(Records from a data collection)
# # #
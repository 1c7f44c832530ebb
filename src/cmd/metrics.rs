use crate::reports;
use clap::Args;
use keystats::client::ApiClient;
use keystats::error::StatsResult;
use keystats::models::{Id, MetricField, MetricGroup};
use keystats::pipeline::{filter_metrics, metric_ranges, sort_metrics, MetricFilter, SortOrder};
use strum::IntoEnumIterator;
use tracing::info;

/// Columns shown when no group is requested.
pub const SUMMARY_FIELDS: [MetricField; 9] = [
    MetricField::TotalTravel,
    MetricField::Sfb,
    MetricField::Sfs,
    MetricField::ScissorBigram,
    MetricField::LateralStretchBigram,
    MetricField::Alternate,
    MetricField::RollIn,
    MetricField::RollOut,
    MetricField::Redirect,
];

#[derive(Args, Debug, Clone)]
pub struct MetricsArgs {
    #[arg(long)]
    pub corpus: Option<Id>,
    #[arg(long)]
    pub keyboard: Option<Id>,
    #[arg(long)]
    pub layout: Option<Id>,

    /// Case-insensitive substring of the layout name
    #[arg(long)]
    pub name: Option<String>,

    /// Column to sort by, e.g. `sfb` or `total_travel`
    #[arg(long)]
    pub sort: Option<MetricField>,
    /// `asc` or `desc`; records without a value always go last
    #[arg(long, default_value_t = SortOrder::Asc)]
    pub order: SortOrder,

    /// Show every column of one group instead of the summary
    #[arg(long, value_enum)]
    pub group: Option<MetricGroup>,
}

pub async fn run(args: MetricsArgs, client: &ApiClient) -> StatsResult<()> {
    let dataset = client.fetch_dataset().await;
    for msg in dataset.errors() {
        println!("⚠️  {}", msg);
    }

    let metrics = dataset.metrics();
    // Bars are scaled against the whole dataset, not the filtered subset.
    let ranges = metric_ranges(metrics);

    let filter = MetricFilter {
        corpus: args.corpus,
        keyboard: args.keyboard,
        layout: args.layout,
        name_contains: args.name.clone(),
    };
    let mut rows = filter_metrics(metrics, &filter);
    info!("🔎 {} of {} records match", rows.len(), metrics.len());

    if let Some(field) = args.sort {
        info!("↕️  Sorting by {} ({})", field, args.order);
        sort_metrics(&mut rows, field, args.order);
    }

    let fields: Vec<MetricField> = match args.group {
        Some(group) => MetricField::iter().filter(|f| f.group() == group).collect(),
        None => SUMMARY_FIELDS.to_vec(),
    };

    if dataset.metrics.error().is_none() {
        reports::print_metrics(&rows, &fields, &ranges);
    }
    Ok(())
}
# # #
*TASK OBJECTIVE:* From the first line to the last, return the data above exactly.

*ANSWER AREA:*
repository 1c7f44c832530ebb
filename src/cmd/metrics.rs
use crate::reports;
use clap::Args;
use keystats::client::ApiClient;
use keystats::error::StatsResult;
use keystats::models::{Id, MetricField, MetricGroup};
use keystats::pipeline::{filter_metrics, metric_ranges, sort_metrics, MetricFilter, SortOrder};
use strum::IntoEnumIterator;
use tracing::info;

/// Columns shown when no group is requested.
pub const SUMMARY_FIELDS: [MetricField; 9] = [
    MetricField::TotalTravel,
    MetricField::Sfb,
    MetricField::Sfs,
    MetricField::ScissorBigram,
    MetricField::LateralStretchBigram,
    MetricField::Alternate,
    MetricField::RollIn,
    MetricField::RollOut,
    MetricField::Redirect,
];

#[derive(Args, Debug, Clone)]
pub struct MetricsArgs {
    #[arg(long)]
    pub corpus: Option<Id>,
    #[arg(long)]
    pub keyboard: Option<Id>,
    #[arg(long)]
    pub layout: Option<Id>,

    /// Case-insensitive substring of the layout name
    #[arg(long)]
    pub name: Option<String>,

    /// Column to sort by, e.g. `sfb` or `total_travel`
    #[arg(long)]
    pub sort: Option<MetricField>,
    /// `asc` or `desc`; records without a value always go last
    #[arg(long, default_value_t = SortOrder::Asc)]
    pub order: SortOrder,

    /// Show every column of one group instead of the summary
    #[arg(long, value_enum)]
    pub group: Option<MetricGroup>,
}

pub async fn run(args: MetricsArgs, client: &ApiClient) -> StatsResult<()> {
    let dataset = client.fetch_dataset().await;
    for msg in dataset.errors() {
        println!("⚠️  {}", msg);
    }

    let metrics = dataset.metrics();
    // Bars are scaled against the whole dataset, not the filtered subset.
    let ranges = metric_ranges(metrics);

    let filter = MetricFilter {
        corpus: args.corpus,
        keyboard: args.keyboard,
        layout: args.layout,
        name_contains: args.name.clone(),
    };
    let mut rows = filter_metrics(metrics, &filter);
    info!("🔎 {} of {} records match", rows.len(), metrics.len());

    if let Some(field) = args.sort {
        info!("↕️  Sorting by {} ({})", field, args.order);
        sort_metrics(&mut rows, field, args.order);
    }

    let fields: Vec<MetricField> = match args.group {
        Some(group) => MetricField::iter().filter(|f| f.group() == group).collect(),
        None => SUMMARY_FIELDS.to_vec(),
    };

    if dataset.metrics.error().is_none() {
        reports::print_metrics(&rows, &fields, &ranges);
    }
    Ok(())
}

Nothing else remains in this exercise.